Sull’attività svolta dalle forze dell’ordine è intervenuto il sindaco di Luigi Vicinanza, che ha espresso parole di ringraziamento agli investigatori impegnati nell’inchiesta.
“Ringrazio Carabinieri e Direzione Distrettuale Antimafia per le indagini svolte per far luce sul delitto Fontana, che mette in risalto le ramificazioni della criminalità organizzata e della camorra tra Castellammare di Stabia e Torre Annunziata. Un’attività investigativa importante che conferma la necessità di mantenere alta l’attenzione sul territorio e di rafforzare l’impegno comune per la legalità, a tutela della sicurezza dei cittadini e della parte sana della comunità”, ha dichiarato il sindaco Luigi Vicinanza.

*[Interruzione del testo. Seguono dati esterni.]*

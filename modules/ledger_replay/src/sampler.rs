//! Deterministic stake-weighted sampling
//!
//! Every draw is seeded from `blake2b-256(seed ‖ tag ‖ level ‖ index)` and
//! reduced to a bounded integer by rejection sampling, rehashing the state
//! for each attempt.  Two samplers exist: the roll-based one used by the
//! roll era and the alias table used from Tenderbake on.

use bakehouse_common::{AccountId, Level, Mutez, ReplayError, Seed};
use blake2::{digest::consts::U32, Blake2b, Digest};
use thiserror::Error;

type Blake2b256 = Blake2b<U32>;

pub const TAG_BAKING: &[u8] = b"level baking";
pub const TAG_ENDORSING: &[u8] = b"level endorsing";
pub const TAG_SNAPSHOT: &[u8] = b"stake snapshot";

#[derive(Debug, Clone, PartialEq, Eq, Error)]
pub enum SamplerError {
    #[error("Stake distribution is empty")]
    EmptyDistribution,

    #[error("Baker {0} has a non-positive weight")]
    NonPositiveWeight(AccountId),

    #[error("Total stake does not fit the sampler")]
    Overflow,
}

struct DrawState([u8; 32]);

impl DrawState {
    fn new(seed: &Seed, tag: &[u8], level: Level, index: i32) -> Self {
        let mut hasher = Blake2b256::new();
        hasher.update(seed.0);
        hasher.update(tag);
        hasher.update(level.to_be_bytes());
        hasher.update(index.to_be_bytes());
        Self(hasher.finalize().into())
    }

    fn rehash(&mut self) {
        self.0 = Blake2b256::digest(self.0).into();
    }

    /// Uniform integer in `0..bound`; `bound` must be positive
    fn next_int(&mut self, bound: i64) -> i64 {
        let limit = i64::MAX - i64::MAX % bound;
        loop {
            let mut head = [0u8; 8];
            head.copy_from_slice(&self.0[..8]);
            let value = i64::from_be_bytes(head) & i64::MAX;
            self.rehash();
            if value < limit {
                return value % bound;
            }
        }
    }
}

/// Draw a uniform integer in `0..bound` outside of any stake distribution
pub fn random_int(seed: &Seed, tag: &[u8], level: Level, index: i32, bound: i64) -> i64 {
    if bound <= 1 {
        return 0;
    }
    DrawState::new(seed, tag, level, index).next_int(bound)
}

#[derive(Debug, Clone)]
pub enum Sampler {
    /// Cumulative roll counts, searched by a uniform roll index
    Rolls {
        bakers: Vec<AccountId>,
        cumulative: Vec<i64>,
        total: i64,
    },

    /// Integer Vose alias table over stake weights
    Alias {
        bakers: Vec<AccountId>,
        threshold: Vec<i128>,
        alias: Vec<usize>,
        total: i64,
    },
}

fn sorted(distribution: &[(AccountId, Mutez)]) -> Vec<(AccountId, Mutez)> {
    let mut entries = distribution.to_vec();
    entries.sort_by_key(|(id, _)| *id);
    entries
}

impl Sampler {
    /// Sampler over whole rolls; stake below one roll is ignored
    pub fn rolls(
        distribution: &[(AccountId, Mutez)],
        tokens_per_roll: Mutez,
    ) -> Result<Self, SamplerError> {
        if tokens_per_roll <= 0 {
            return Err(SamplerError::Overflow);
        }
        let mut bakers = Vec::new();
        let mut cumulative = Vec::new();
        let mut total: i64 = 0;
        for (id, stake) in sorted(distribution) {
            let rolls = stake / tokens_per_roll;
            if rolls <= 0 {
                continue;
            }
            total = total.checked_add(rolls).ok_or(SamplerError::Overflow)?;
            bakers.push(id);
            cumulative.push(total);
        }
        if bakers.is_empty() {
            return Err(SamplerError::EmptyDistribution);
        }
        Ok(Sampler::Rolls {
            bakers,
            cumulative,
            total,
        })
    }

    pub fn alias(distribution: &[(AccountId, Mutez)]) -> Result<Self, SamplerError> {
        let entries = sorted(distribution);
        if entries.is_empty() {
            return Err(SamplerError::EmptyDistribution);
        }
        if let Some((id, _)) = entries.iter().find(|(_, w)| *w <= 0) {
            return Err(SamplerError::NonPositiveWeight(*id));
        }
        let total = entries
            .iter()
            .try_fold(0i64, |acc, (_, w)| acc.checked_add(*w))
            .ok_or(SamplerError::Overflow)?;

        let n = entries.len();
        let total_wide = total as i128;
        let mut scaled: Vec<i128> = entries.iter().map(|(_, w)| *w as i128 * n as i128).collect();
        let mut threshold = vec![total_wide; n];
        let mut alias: Vec<usize> = (0..n).collect();

        let mut small: Vec<usize> = Vec::new();
        let mut large: Vec<usize> = Vec::new();
        for (i, p) in scaled.iter().enumerate() {
            if *p < total_wide {
                small.push(i);
            } else {
                large.push(i);
            }
        }
        while let (Some(s), Some(l)) = (small.pop(), large.pop()) {
            threshold[s] = scaled[s];
            alias[s] = l;
            scaled[l] = scaled[l] + scaled[s] - total_wide;
            if scaled[l] < total_wide {
                small.push(l);
            } else {
                large.push(l);
            }
        }

        Ok(Sampler::Alias {
            bakers: entries.into_iter().map(|(id, _)| id).collect(),
            threshold,
            alias,
            total,
        })
    }

    pub fn bakers(&self) -> &[AccountId] {
        match self {
            Sampler::Rolls { bakers, .. } | Sampler::Alias { bakers, .. } => bakers,
        }
    }

    /// Owner of draw `index` at `level`
    pub fn draw(
        &self,
        seed: &Seed,
        level: Level,
        index: i32,
        tag: &[u8],
    ) -> Result<AccountId, ReplayError> {
        let mut state = DrawState::new(seed, tag, level, index);
        let picked = match self {
            Sampler::Rolls {
                bakers,
                cumulative,
                total,
            } => {
                let roll = state.next_int(*total);
                let position = cumulative.partition_point(|c| *c <= roll);
                bakers.get(position)
            }
            Sampler::Alias {
                bakers,
                threshold,
                alias,
                total,
            } => {
                let i = state.next_int(bakers.len() as i64) as usize;
                let coin = state.next_int(*total) as i128;
                match threshold.get(i) {
                    Some(t) if coin < *t => bakers.get(i),
                    Some(_) => alias.get(i).and_then(|a| bakers.get(*a)),
                    None => None,
                }
            }
        };
        picked.copied().ok_or_else(|| {
            ReplayError::mismatch(level, format!("draw {index} matches no stakeholder"))
        })
    }
}

#[cfg(test)]
mod tests {
    use super::*;

    fn seed() -> Seed {
        Seed([42; 32])
    }

    #[test]
    fn draws_are_reproducible() {
        let distribution = [(AccountId(3), 500), (AccountId(1), 1_500), (AccountId(2), 1_000)];
        let a = Sampler::alias(&distribution).unwrap();
        let b = Sampler::alias(&distribution.iter().rev().cloned().collect::<Vec<_>>()).unwrap();
        for index in 0..64 {
            assert_eq!(
                a.draw(&seed(), 100, index, TAG_ENDORSING).unwrap(),
                b.draw(&seed(), 100, index, TAG_ENDORSING).unwrap()
            );
        }
    }

    #[test]
    fn draws_depend_on_seed_and_tag() {
        let distribution: Vec<_> = (1..=16).map(|i| (AccountId(i), 1_000)).collect();
        let sampler = Sampler::alias(&distribution).unwrap();
        let draws = |seed: &Seed, tag: &[u8]| -> Vec<AccountId> {
            (0..32).map(|i| sampler.draw(seed, 7, i, tag).unwrap()).collect()
        };
        assert_ne!(draws(&seed(), TAG_ENDORSING), draws(&Seed([43; 32]), TAG_ENDORSING));
        assert_ne!(draws(&seed(), TAG_ENDORSING), draws(&seed(), TAG_BAKING));
    }

    #[test]
    fn alias_draws_follow_weights() {
        let sampler = Sampler::alias(&[(AccountId(1), 3_000), (AccountId(2), 1_000)]).unwrap();
        let heavy = (0..4_000)
            .filter(|i| sampler.draw(&seed(), 1, *i, TAG_ENDORSING).unwrap() == AccountId(1))
            .count();
        assert!((2_700..=3_300).contains(&heavy), "got {heavy}");
    }

    #[test]
    fn rolls_ignore_stake_below_one_roll() {
        let sampler =
            Sampler::rolls(&[(AccountId(1), 999), (AccountId(2), 5_500)], 1_000).unwrap();
        assert_eq!(sampler.bakers(), &[AccountId(2)]);
        for index in 0..16 {
            assert_eq!(sampler.draw(&seed(), 3, index, TAG_BAKING).unwrap(), AccountId(2));
        }
    }

    #[test]
    fn empty_distributions_are_rejected() {
        assert_eq!(
            Sampler::alias(&[]).unwrap_err(),
            SamplerError::EmptyDistribution
        );
        assert_eq!(
            Sampler::rolls(&[(AccountId(1), 10)], 1_000).unwrap_err(),
            SamplerError::EmptyDistribution
        );
        assert_eq!(
            Sampler::alias(&[(AccountId(4), 0)]).unwrap_err(),
            SamplerError::NonPositiveWeight(AccountId(4))
        );
    }

    #[test]
    fn random_int_stays_in_bounds() {
        for index in 0..100 {
            let v = random_int(&seed(), TAG_SNAPSHOT, 5, index, 16);
            assert!((0..16).contains(&v));
        }
        assert_eq!(random_int(&seed(), TAG_SNAPSHOT, 5, 0, 1), 0);
    }
}
//! Unit of work over the ledger for one block's apply or revert
//!
//! Commit units only ever touch the ledger through a [`LedgerContext`]: reads
//! go through the shared [`LedgerCache`], writes mutate the cache and mark
//! rows dirty.  [`LedgerContext::finish`] turns everything into one
//! [`ChangeSet`] plus the bulk payloads queued on the way.

use std::collections::{BTreeMap, BTreeSet};

use anyhow::{anyhow, Result};
use tracing::debug;

use bakehouse_common::{
    math::{update_count_with_delta, update_value_with_delta},
    operations::{FreezerCategory, Operation},
    Account, AccountId, AccountKind, Address, AddressKind, AppState, BakerCycle, BakerData,
    BakingRight, Block, ContractData, Cycle, CycleIndex, Level, Mutez, OperationId, ReplayError,
    RollupData, Statistics, StatisticsDelta, UserData,
};
use bakehouse_module_ledger_store::{bulk::BulkPayload, ChangeSet, LedgerStore, RowChange};

use crate::ledger_cache::LedgerCache;

/// Everything a unit of work wants written
#[derive(Debug, Default)]
pub struct PendingWrites {
    pub changes: ChangeSet,
    pub bulk: Vec<BulkPayload>,
}

pub struct LedgerContext<'a> {
    store: &'a dyn LedgerStore,
    cache: &'a mut LedgerCache,
    level: Level,

    dirty_accounts: BTreeSet<AccountId>,
    removed_accounts: BTreeMap<AccountId, Address>,
    dirty_cycles: BTreeSet<CycleIndex>,
    dirty_baker_cycles: BTreeSet<(CycleIndex, AccountId)>,

    rights: BTreeMap<Level, Vec<BakingRight>>,
    dirty_rights: BTreeSet<Level>,
    deleted_rights: Vec<(Level, Level)>,

    intents: ChangeSet,
    bulk: Vec<BulkPayload>,

    /// Supply deltas accumulated while applying
    pub stats: StatisticsDelta,
}
#[derive(Debug, Clone, PartialEq, Serialize, Deserialize)]
pub struct ConsensusMetadata {
    pub delegate: Address,
    #[serde(
        default,
        alias = "endorsement_power",
        alias = "attestation_power",
        alias = "consensus_power"
    )]
    pub power: Option<i32>,

    /// Roll-era slot list
    #[serde(default)]
    pub slots: Vec<i32>,

    #[serde(default)]
    pub balance_updates: Vec<BalanceUpdate>,
}

impl ConsensusMetadata {
    pub fn slots(&self) -> i32 {
        self.power.unwrap_or(self.slots.len() as i32)
    }
}

#[derive(Debug, Default, Clone, PartialEq, Serialize, Deserialize)]
pub struct SimpleMetadata {
    #[serde(default)]
    pub balance_updates: Vec<BalanceUpdate>,
}

#[derive(Debug, Clone, PartialEq, Serialize, Deserialize)]
pub struct NonceRevelationContent {
    pub level: Level,
    pub nonce: String,
    #[serde(default)]
    pub metadata: SimpleMetadata,
}

#[derive(Debug, Clone, PartialEq, Serialize, Deserialize)]
pub struct EvidenceMetadata {
    #[serde(default)]
    pub balance_updates: Vec<BalanceUpdate>,
    #[serde(default)]
    pub forbidden_delegate: Option<Address>,
}

#[derive(Debug, Clone, PartialEq, Serialize, Deserialize)]
pub struct EvidenceHeader {
    pub level: Level,
}

#[derive(Debug, Clone, PartialEq, Serialize, Deserialize)]
pub struct DoubleBakingContent {
    pub bh1: EvidenceHeader,
    pub metadata: EvidenceMetadata,
}

#[derive(Debug, Clone, PartialEq, Serialize, Deserialize)]
pub struct EvidenceOperation {
    pub operations: EvidenceHeader,
}

#[derive(Debug, Clone, PartialEq, Serialize, Deserialize)]
pub struct DoubleEndorsementContent {
    pub op1: EvidenceOperation,
    pub metadata: EvidenceMetadata,
}

#[derive(Debug, Clone, PartialEq, Serialize, Deserialize)]
pub struct ActivationContent {
    pub pkh: Address,
    pub secret: String,
    #[serde(default)]
    pub metadata: SimpleMetadata,
}

/// Fields shared by every manager operation
#[serde_as]
#[derive(Debug, Clone, PartialEq, Serialize, Deserialize)]
pub struct ManagerHeader {
    pub source: Address,
    #[serde_as(as = "DisplayFromStr")]
    pub fee: Mutez,
    #[serde_as(as = "DisplayFromStr")]
    pub counter: i64,
    #[serde_as(as = "DisplayFromStr")]
    pub gas_limit: i64,
    #[serde_as(as = "DisplayFromStr")]
    pub storage_limit: i64,
}

#[derive(Debug, Clone, Copy, PartialEq, Eq, Serialize, Deserialize)]
#[serde(rename_all = "snake_case")]
pub enum ResultStatus {
    Applied,
    Failed,
    Backtracked,
    Skipped,
}

#[serde_as]
#[derive(Debug, Clone, PartialEq, Serialize, Deserialize)]
pub struct OperationResult {
    pub status: ResultStatus,
    #[serde_as(as = "Option<DisplayFromStr>")]
    pub consumed_milligas: Option<i64>,
    #[serde_as(as = "Option<DisplayFromStr>")]
    pub paid_storage_size_diff: Option<i32>,
    #[serde(default)]
    pub allocated_destination_contract: bool,
    #[serde(default)]
    pub originated_contracts: Vec<Address>,
    /// Address of an originated smart rollup
    #[serde(default)]
    pub address: Option<Address>,
    #[serde(default)]
    pub balance_updates: Vec<BalanceUpdate>,
}

impl OperationResult {
    pub fn applied() -> Self {
        Self {
            status: ResultStatus::Applied,
            consumed_milligas: None,
            paid_storage_size_diff: None,
            allocated_destination_contract: false,
            originated_contracts: Vec::new(),
            address: None,
            balance_updates: Vec::new(),
        }
    }
}

#[derive(Debug, Clone, PartialEq, Serialize, Deserialize)]
pub struct ManagerMetadata {
    #[serde(default)]
    pub balance_updates: Vec<BalanceUpdate>,
    pub operation_result: OperationResult,
    #[serde(default)]
    pub internal_operation_results: Vec<InternalResult>,
}

#[derive(Debug, Clone, PartialEq, Serialize, Deserialize)]
pub struct Parameters {
    pub entrypoint: String,
    #[serde(default)]
    pub value: serde_json::Value,
}

#[derive(Debug, Clone, PartialEq, Serialize, Deserialize)]
pub struct RevealContent {
    #[serde(flatten)]
    pub manager: ManagerHeader,
    pub public_key: String,
    pub metadata: ManagerMetadata,
}

#[serde_as]
#[derive(Debug, Clone, PartialEq, Serialize, Deserialize)]
pub struct TransactionContent {
    #[serde(flatten)]
    pub manager: ManagerHeader,
    #[serde_as(as = "DisplayFromStr")]
    pub amount: Mutez,
    pub destination: Address,
    #[serde(default)]
    pub parameters: Option<Parameters>,
    pub metadata: ManagerMetadata,
}

#[serde_as]
#[derive(Debug, Clone, PartialEq, Serialize, Deserialize)]
pub struct OriginationContent {
    #[serde(flatten)]
    pub manager: ManagerHeader,
    #[serde_as(as = "DisplayFromStr")]
    pub balance: Mutez,
    #[serde(default)]
    pub delegate: Option<Address>,
    pub metadata: ManagerMetadata,
}

#[derive(Debug, Clone, PartialEq, Serialize, Deserialize)]
pub struct DelegationContent {
    #[serde(flatten)]
    pub manager: ManagerHeader,
    #[serde(default)]
    pub delegate: Option<Address>,
    pub metadata: ManagerMetadata,
}

#[derive(Debug, Clone, PartialEq, Serialize, Deserialize)]
pub struct RollupOriginateContent {
    #[serde(flatten)]
    pub manager: ManagerHeader,
    pub pvm_kind: String,
    pub metadata: ManagerMetadata,
}

#[derive(Debug, Clone, PartialEq, Serialize, Deserialize)]
pub struct RollupPublishContent {
    #[serde(flatten)]
    pub manager: ManagerHeader,
    pub rollup: Address,
    pub metadata: ManagerMetadata,
}

#[derive(Debug, Clone, PartialEq, Serialize, Deserialize)]
pub struct RollupRecoverBondContent {
    #[serde(flatten)]
    pub manager: ManagerHeader,
    pub rollup: Address,
    pub staker: Address,
    pub metadata: ManagerMetadata,
}

#[derive(Debug, Clone, PartialEq, Serialize, Deserialize)]
pub struct DalPublishContent {
    #[serde(flatten)]
    pub manager: ManagerHeader,
    pub slot_header: DalSlotHeader,
    pub metadata: ManagerMetadata,
}

#[derive(Debug, Clone, PartialEq, Serialize, Deserialize)]
pub struct DalSlotHeader {
    pub slot_index: i32,
}

#[derive(Debug, Clone, PartialEq, Serialize, Deserialize)]
#[serde(tag = "kind", rename_all = "snake_case")]
pub enum InternalResult {
    Transaction(InternalTransaction),
    Origination(InternalOrigination),
    Delegation(InternalDelegation),
    #[serde(other)]
    Unsupported,
}

#[serde_as]
#[derive(Debug, Clone, PartialEq, Serialize, Deserialize)]
pub struct InternalTransaction {
    pub source: Address,
    pub nonce: i32,
    #[serde_as(as = "DisplayFromStr")]
    pub amount: Mutez,
    pub destination: Address,
    #[serde(default)]
    pub parameters: Option<Parameters>,
    pub result: OperationResult,
}

#[serde_as]
#[derive(Debug, Clone, PartialEq, Serialize, Deserialize)]
pub struct InternalOrigination {
    pub source: Address,
    pub nonce: i32,
    #[serde_as(as = "DisplayFromStr")]
    pub balance: Mutez,
    #[serde(default)]
    pub delegate: Option<Address>,
    pub result: OperationResult,
}

#[derive(Debug, Clone, PartialEq, Serialize, Deserialize)]
pub struct InternalDelegation {
    pub source: Address,
    pub nonce: i32,
    #[serde(default)]
    pub delegate: Option<Address>,
    pub result: OperationResult,
}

Le indagini proseguono per chiarire ogni aspetto dell’omicidio e verificare eventuali responsabilità e collegamenti con ambienti della criminalità organizzata. Gli investigatori stanno concentrando l’attenzione sui rapporti tra i diversi gruppi operanti nell’area stabiese e oplontina, in un contesto che continua a richiedere un forte presidio dello Stato e delle istituzioni.
L’operazione investigativa rappresenta, secondo l’amministrazione comunale, un segnale importante nella lotta alla camorra e nella difesa della legalità sul territorio, con l’obiettivo di garantire maggiore sicurezza ai cittadini e sostenere le realtà sane della comunità stabiese.